Welcome to "One Play!" Throughout the 2020-21 NBA season, our NBA.com Staff will break down certain possessions from certain games and peel back the curtains to reveal its bigger meaning.
Today, Phoenix Suns guard Chris Paul takes the spotlight.
Context: Well, Chris Paul sure looks healthy.
After a shoulder injury limited him in Phoenix's first-round win over the Los Angeles Lakers, Paul has been firing on all cylinders against the Denver Nuggets in the second round.
In Game 1, Paul led the Suns to victory with 21 points and 11 assists, marking his first double-double of these playoffs. In Game 2, he finished with a historic 17 points and 15 assists. And in Game 3, he scored 27 points while dishing out a team-high eight assists.
Paul did the bulk of his damage in the second half of Game 3 in an all too familiar way.
You know what that means - to the film room!
Breakdown: Paul brings the ball up the court for the Suns following an offensive foul by Aaron Gordon.
Sharing the court with Paul are Devin Booker, Mikal Bridges, Jae Crowder and Deandre Ayton. Bridges and Crowder space the floor by spotting up in opposite corners, Ayton parks himself around the free throw line and Booker sets a screen for Paul at the top of the 3-point line.
The Nuggets decide to switch instead of having Austin Rivers fight through Booker's screen, resulting in Gordon picking up Paul.
Paul doesn't look to attack Gordon immediately. Instead, he patiently waits for Ayton to set a second screen for him, this one several feet beyond the 3-point line.
Ayton looks like he's going to set a screen on Gordon's left side...
...but he flips it at the last second, which helps Paul get downhill.
Paul snakes the pick-and-roll, meaning he changes direction immediately after using Ayton's screen, and surveys the floor when he approaches the free throw line.
With Facundo Campazzo shading towards Crowder in the corner, Nikola Jokic dropping to the restricted area to protect the rim and Gordon still trailing the play, Paul calmly pulls up around the elbow for a shot he can make in his sleep.
Why it matters: Beyond the obvious - the Suns are now one win away from the Western Conference Finals - a couple of reasons.
First, Paul has been lights out from midrange this season.

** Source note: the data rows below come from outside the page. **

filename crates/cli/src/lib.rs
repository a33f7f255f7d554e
pub mod cli;
pub mod commands;
pub mod error;
pub mod logging;
pub mod output;
use matr::{Client, FacultadPatch, NewFacultad};
use serde_json::{Value, json};

use super::no_fields;
use crate::cli::{FacultadAction, FacultadPatchArgs, NewFacultadArgs};
use crate::error::Result;

pub(super) async fn run(client: &Client, action: FacultadAction) -> Result<Value> {
	let facultades = client.gateway().facultades();

	match action {
		FacultadAction::List => Ok(serde_json::to_value(facultades.list().await?)?),
		FacultadAction::Get { id } => Ok(serde_json::to_value(facultades.get(id).await?)?),
		FacultadAction::Create(args) => Ok(serde_json::to_value(facultades.create(&args.into()).await?)?),
		FacultadAction::Update { id, fields } => {
			let patch = FacultadPatch::from(fields);
			if patch.is_empty() {
				return Err(no_fields());
			}
			Ok(serde_json::to_value(facultades.update(id, &patch).await?)?)
		}
		FacultadAction::Delete { id } => {
			facultades.delete(id).await?;
			Ok(json!({ "deleted": id }))
		}
	}
}

impl From<NewFacultadArgs> for NewFacultad {
	fn from(args: NewFacultadArgs) -> Self {
		NewFacultad {
			nombre: args.nombre,
			descripcion: args.descripcion,
			ubicacion: args.ubicacion,
			decano: args.decano,
			activo: args.activo,
		}
	}
}

impl From<FacultadPatchArgs> for FacultadPatch {
	fn from(args: FacultadPatchArgs) -> Self {
		FacultadPatch {
			nombre: args.nombre,
			descripcion: args.descripcion,
			ubicacion: args.ubicacion,
			decano: args.decano,
			activo: args.activo,
		}
	}
}
use serde::{Deserialize, Serialize};

/// The result envelope printed by every command.
#[derive(Debug, Serialize, Deserialize)]
#[serde(rename_all = "camelCase")]
pub struct CommandResult<T: Serialize> {
	pub ok: bool,
	pub command: String,
	#[serde(skip_serializing_if = "Option::is_none")]
	pub data: Option<T>,
	#[serde(skip_serializing_if = "Option::is_none")]
	pub error: Option<CommandError>,
	#[serde(skip_serializing_if = "Option::is_none")]
	pub duration_ms: Option<u64>,
}

/// Error information for failed commands.
#[derive(Debug, Clone, Serialize, Deserialize)]
#[serde(rename_all = "camelCase")]
pub struct CommandError {
	pub code: ErrorCode,
	pub message: String,
	#[serde(skip_serializing_if = "Option::is_none")]
	pub status: Option<u16>,
}

/// Standardized error codes for programmatic handling.
#[derive(Debug, Clone, Copy, PartialEq, Eq, Serialize, Deserialize)]
#[serde(rename_all = "SCREAMING_SNAKE_CASE")]
pub enum ErrorCode {
	AuthRejected,
	AuthInFlight,
	SessionExpired,
	RequestFailed,
	MalformedResponse,
	TransportError,
	IoError,
	InvalidInput,
	InternalError,
}

impl std::fmt::Display for ErrorCode {
	fn fmt(&self, f: &mut std::fmt::Formatter<'_>) -> std::fmt::Result {
		match self {
			ErrorCode::AuthRejected => write!(f, "AUTH_REJECTED"),
			ErrorCode::AuthInFlight => write!(f, "AUTH_IN_FLIGHT"),
			ErrorCode::SessionExpired => write!(f, "SESSION_EXPIRED"),
			ErrorCode::RequestFailed => write!(f, "REQUEST_FAILED"),
			ErrorCode::MalformedResponse => write!(f, "MALFORMED_RESPONSE"),
			ErrorCode::TransportError => write!(f, "TRANSPORT_ERROR"),
			ErrorCode::IoError => write!(f, "IO_ERROR"),
			ErrorCode::InvalidInput => write!(f, "INVALID_INPUT"),
			ErrorCode::InternalError => write!(f, "INTERNAL_ERROR"),
		}
	}
}
//! Error taxonomy shared by the session store and the request gateway.

use thiserror::Error;

/// Errors produced by session and gateway operations.
#[derive(Debug, Error)]
pub enum Error {
	/// Sign-in or sign-up was refused. Carries the server-provided message.
	#[error("{0}")]
	AuthenticationRejected(String),

	/// Another sign-in/sign-up is still in flight.
	#[error("An authentication attempt is already in progress")]
	AuthenticationInFlight,

	/// The server answered 401 to an authenticated call. Fatal to the session.
	#[error("Sesión expirada")]
	SessionExpired,

	/// Any other non-success status.
	#[error("{message}")]
	RequestFailed { status: u16, message: String },

	/// A body was expected but could not be decoded.
	#[error("Error {status}")]
	MalformedResponse { status: u16, detail: String },

	#[error("Transport error: {0}")]
	Transport(#[from] reqwest::Error),

	#[error("Credential persistence error: {0}")]
	Persistence(String),

	#[error("IO error: {0}")]
	Io(#[from] std::io::Error),

	#[error("JSON error: {0}")]
	Json(#[from] serde_json::Error),

	#[error("Invalid configuration: {0}")]
	Config(String),
}

impl Error {
	pub fn is_session_expired(&self) -> bool {
		matches!(self, Error::SessionExpired)
	}

	/// HTTP status associated with the failure, when there is one.
	pub fn status(&self) -> Option<u16> {
		match self {
			Error::SessionExpired => Some(401),
			Error::RequestFailed { status, .. } | Error::MalformedResponse { status, .. } => Some(*status),
			Error::Transport(err) => err.status().map(|s| s.as_u16()),
			_ => None,
		}
	}

	/// True for failures the caller can recover from by retrying the user action.
	pub fn is_recoverable(&self) -> bool {
		matches!(
			self,
			Error::RequestFailed { .. } | Error::MalformedResponse { .. } | Error::AuthenticationRejected(_) | Error::AuthenticationInFlight
		)
	}
}

pub type Result<T> = std::result::Result<T, Error>;

#[cfg(test)]
mod tests {
	use super::*;

	#[test]
	fn request_failed_displays_server_message() {
		let err = Error::RequestFailed {
			status: 400,
			message: "Nombre requerido".into(),
		};
		assert_eq!(err.to_string(), "Nombre requerido");
		assert_eq!(err.status(), Some(400));
		assert!(err.is_recoverable());
	}

	#[test]
	fn malformed_response_uses_generic_message() {
		let err = Error::MalformedResponse {
			status: 200,
			detail: "expected value at line 1 column 1".into(),
		};
		assert_eq!(err.to_string(), "Error 200");
	}

	#[test]
	fn session_expired_is_not_recoverable() {
		assert!(Error::SessionExpired.is_session_expired());
		assert!(!Error::SessionExpired.is_recoverable());
		assert_eq!(Error::SessionExpired.status(), Some(401));
		assert_eq!(Error::SessionExpired.to_string(), "Sesión expirada");
	}
}
use std::io::{self, Write};
use std::time::Instant;

use colored::Colorize;
use serde::Serialize;

use crate::output::format::OutputFormat;
use crate::output::model::{CommandError, CommandResult, ErrorCode};

/// Builder for constructing command results.
pub struct ResultBuilder<T: Serialize> {
	command: String,
	data: Option<T>,
	error: Option<CommandError>,
	start_time: Instant,
}

impl<T: Serialize> ResultBuilder<T> {
	pub fn new(command: impl Into<String>) -> Self {
		Self {
			command: command.into(),
			data: None,
			error: None,
			start_time: Instant::now(),
		}
	}

	pub fn data(mut self, data: T) -> Self {
		self.data = Some(data);
		self
	}

	pub fn error(mut self, code: ErrorCode, message: impl Into<String>, status: Option<u16>) -> Self {
		self.error = Some(CommandError {
			code,
			message: message.into(),
			status,
		});
		self
	}

	pub fn build(self) -> CommandResult<T> {
		let ok = self.error.is_none() && self.data.is_some();

		CommandResult {
			ok,
			command: self.command,
			data: self.data,
			error: self.error,
			duration_ms: Some(self.start_time.elapsed().as_millis() as u64),
		}
	}
}

/// Print a command result to stdout in the specified format.
pub fn print_result<T: Serialize>(result: &CommandResult<T>, format: OutputFormat) {
	match format {
		OutputFormat::Json => {
			if let Ok(json) = serde_json::to_string_pretty(result) {
				println!("{json}");
			}
		}
		OutputFormat::Text => print_result_text(result),
	}
}

fn print_result_text<T: Serialize>(result: &CommandResult<T>) {
	let mut stdout = io::stdout().lock();

	if result.ok {
		if let Some(ref data) = result.data {
			if let Ok(json) = serde_json::to_string_pretty(data) {
				let _ = writeln!(stdout, "{json}");
			}
		}
		let _ = writeln!(stdout, "{} {}", "ok".green().bold(), result.command.dimmed());
	} else if let Some(ref error) = result.error {
		let code = format!("[{}]", error.code);
		let _ = writeln!(stdout, "{} {} {}", "error".red().bold(), code.yellow(), error.message);
	}
}
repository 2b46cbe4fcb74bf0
use super::RelationMatrix;

#[derive(Clone, Debug, Default, PartialEq, Eq)]
pub struct VecMatrix {
  edges: Vec<Vec<bool>>,
}

impl RelationMatrix for VecMatrix {
  fn from_rows(edges: Vec<Vec<bool>>) -> Self {
    for row in edges.iter() {
      assert_eq!(edges.len(), row.len());
    }
    Self { edges }
  }
  fn len(&self) -> usize {
    self.edges.len()
  }
  fn get(&self, row: usize, col: usize) -> bool {
    self.edges[row][col]
  }
  fn set(&mut self, row: usize, col: usize, value: bool) {
    self.edges[row][col] = value;
  }
  fn grow(&mut self, count: usize) {
    let size = self.len() + count;
    for edge in self.edges.iter_mut() {
      edge.extend(std::iter::repeat(false).take(count));
    }
    self.edges.extend((0..count).map(|_| vec![false; size]));
  }
}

According to NBA.com, he made a total of 197 shots from midrange, which put him ahead of New York Knicks forward Julius Randle (171) by a decent margin to lead the league. Not only that, but Paul converted those midrangers at a 51.6 percent clip. Of players who attempted at least 100 shots from midrange, only Kyrie Irving (54.4 percent) and Bryn Forbes (51.9 percent) made them at a higher clip.
The Nuggets learned the hard way that Paul is automatic from midrange in Game 3. With them falling to a drop coverage, the Suns basically spammed Paul-Ayton pick-and-rolls in the second half to extend their lead.

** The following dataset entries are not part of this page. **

mod bitvec;
pub use self::bitvec::*;
mod raw;
pub use raw::*;

use rayon::prelude::*;

/// A square boolean matrix. `get(i, j)` reads as "i is related to j".
pub trait RelationMatrix: Clone + Sync + Send {
  fn from_rows(rows: Vec<Vec<bool>>) -> Self;
  fn len(&self) -> usize;
  fn get(&self, row: usize, col: usize) -> bool;
  fn set(&mut self, row: usize, col: usize, value: bool);
  /// Appends `count` rows and columns, all false.
  fn grow(&mut self, count: usize);

  fn zeros(size: usize) -> Self {
    Self::from_rows(vec![vec![false; size]; size])
  }
  fn is_empty(&self) -> bool {
    self.len() == 0
  }
  fn row(&self, row: usize) -> Vec<bool> {
    (0..self.len()).map(|col| self.get(row, col)).collect()
  }
  fn column(&self, col: usize) -> Vec<bool> {
    (0..self.len()).map(|row| self.get(row, col)).collect()
  }
  fn and(&self, other: &Self) -> Self {
    assert_eq!(self.len(), other.len());
    let rows: Vec<Vec<bool>> = (0..self.len())
      .into_par_iter()
      .map(|i| (0..self.len()).map(|j| self.get(i, j) && other.get(i, j)).collect())
      .collect();
    Self::from_rows(rows)
  }
  fn not(&self) -> Self {
    let rows: Vec<Vec<bool>> = (0..self.len())
      .into_par_iter()
      .map(|i| (0..self.len()).map(|j| !self.get(i, j)).collect())
      .collect();
    Self::from_rows(rows)
  }
  /// Boolean product: `(A·B)[i][j] = OR over k of (A[i][k] AND B[k][j])`.
  fn product(&self, other: &Self) -> Self {
    assert_eq!(self.len(), other.len());
    let n = self.len();
    let rows: Vec<Vec<bool>> = (0..n)
      .into_par_iter()
      .map(|i| {
        let through = (0..n).filter(|&k| self.get(i, k)).collect::<Vec<_>>();
        (0..n).map(|j| through.iter().any(|&k| other.get(k, j))).collect()
      })
      .collect();
    Self::from_rows(rows)
  }
  /// Keeps only the links with nothing in between: `M ∧ ¬(M·M)`.
  fn reduction(&self) -> Self {
    self.and(&self.product(self).not())
  }
}
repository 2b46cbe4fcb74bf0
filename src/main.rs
use anyhow::Context;
use clap::{Parser, ValueEnum};
use featurize::closure::{Closure, PairClosure, QueueClosure};
use featurize::featurizer::{Featurizer, InsertionOrder, LargestFirst, SiblingOrder, Specification};
use featurize::input::ClassList;
use featurize::report::Featurization;
use rayon::prelude::*;
use std::fs::File;
use std::io::BufWriter;
use std::path::{Path, PathBuf};
use tracing::info;

#[derive(ValueEnum, Clone, Copy, Debug)]
enum Order {
  LargestFirst,
  Insertion,
}

#[derive(ValueEnum, Clone, Copy, Debug)]
enum Engine {
  Pairs,
  Queue,
}

/// Derive a distinctive feature system for a list of natural classes.
#[derive(Parser, Debug)]
#[command(author, version, about, long_about = None)]
struct Args {
  /// the class list: the alphabet on the first line, then one class per line
  input_file: PathBuf,

  /// privative, contrastive-under, contrastive or full
  #[arg(long, default_value = "contrastive-under")]
  specification: Specification,

  /// the order in which sibling classes are visited
  #[arg(long, value_enum, default_value_t = Order::LargestFirst)]
  order: Order,

  /// the intersectional closure engine
  #[arg(long, value_enum, default_value_t = Engine::Pairs)]
  closure: Engine,

  /// run every specification and compare the feature counts
  #[arg(long, action)]
  all: bool,

  /// print the result as JSON
  #[arg(long, action)]
  json: bool,

  /// the path to save the result snapshot; with --all, every successful result
  #[arg(long)]
  save: Option<PathBuf>,

  /// log every featurization decision
  #[arg(long, short, action)]
  verbose: bool,
}

fn featurize_with<O: SiblingOrder, C: Closure>(
  list: &ClassList,
  specification: Specification,
) -> featurize::Result<Featurization> {
  Featurizer::<O, C>::with_strategy(list.alphabet.clone(), list.classes.clone(), specification)?.featurize()
}

fn run(args: &Args, list: &ClassList, specification: Specification) -> featurize::Result<Featurization> {
  match (args.order, args.closure) {
    (Order::LargestFirst, Engine::Pairs) => featurize_with::<LargestFirst, PairClosure>(list, specification),
    (Order::LargestFirst, Engine::Queue) => featurize_with::<LargestFirst, QueueClosure>(list, specification),
    (Order::Insertion, Engine::Pairs) => featurize_with::<InsertionOrder, PairClosure>(list, specification),
    (Order::Insertion, Engine::Queue) => featurize_with::<InsertionOrder, QueueClosure>(list, specification),
  }
}

fn create(path: &Path) -> anyhow::Result<BufWriter<File>> {
  let file = File::create(path).with_context(|| format!("creating {}", path.display()))?;
  Ok(BufWriter::new(file))
}

fn main() -> anyhow::Result<()> {
  let args = Args::parse();
  featurize::init_logging(args.verbose);
  let list = ClassList::read(&args.input_file).with_context(|| format!("reading {}", args.input_file.display()))?;
  info!("{} segments, {} input classes", list.alphabet.len(), list.classes.len());

  if !args.all {
    let result = run(&args, &list, args.specification)?;
    if args.json {
      println!("{}", serde_json::to_string_pretty(&result)?);
    } else {
      print!("{}", result);
    }
    if let Some(path) = &args.save {
      result.save(create(path)?)?;
      info!("saved to {}", path.display());
    }
    return Ok(());
  }

  let results = Specification::ALL.par_iter().map(|&s| (s, run(&args, &list, s))).collect::<Vec<_>>();
  let saved = if args.json {
    let results = results.into_iter().map(|(_, result)| result).collect::<featurize::Result<Vec<_>>>()?;
    println!("{}", serde_json::to_string_pretty(&results)?);
    results
  } else {
    for (specification, result) in &results {
      match result {
        Ok(result) => println!(
          "{:<18} {:>3} features {:>4} classes",
          specification,
          result.feature_count,
          result.classes.len()
        ),
        Err(e) => println!("{:<18} failed: {}", specification, e),
      }
    }
    results.into_iter().filter_map(|(_, result)| result.ok()).collect()
  };
  if let Some(path) = &args.save {
    bincode::serialize_into(create(path)?, &saved)?;
    info!("saved {} results to {}", saved.len(), path.display());
  }
  Ok(())
}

Seriously, they went to it over...
...and over again.
"He knows best when we need shots like that to be knocked down," Ayton said of Paul after the game. "The coverages change late in the stretch where the roll isn't available, the corner 3s ain't available, it just gotta guard mano-e-mano and let's go to the pick-and-roll."
Paul generated a few of his assists in those situations as well.
If Paul wasn't getting a high percentage shot, someone else on the Suns was. He was in complete control.
Second, Paul has been ridiculous in the fourth quarter of this series.
In scoring eight points on 3-for-4 shooting from the field in the fourth quarter of Game 3, his numbers now stand at...
Chris Paul's fourth quarter stats in this series: 30 points, 12-of-13 FG, 4-of-4 from 3, eight assists, zero turnovers, +20 in three games.- Anthony Slater (@anthonyVslater) June 12, 2021
Last but not least, the Nuggets aren't the only team still in the playoffs who could have a hard time keeping up with Paul in the pick-and-roll.
The Suns still have to win one more game to advance to the Western Conference Finals and it remains to be seen who their opponent would be, but Paul's midrange prowess sure would come in handy in a series against the Utah Jazz, who gave up the third-most midrange shots in the league this season. Three-time Defensive Player of the Year Rudy Gobert obviously stands a much better chance of making life difficult for Paul in the pick-and-roll than Jokic does, but he (and Booker for that matter) will test him in ways no other team in the Western Conference can.
It's still too soon to be thinking about the next round, but Paul getting back to his Point God ways is a scary sign for the rest of the league.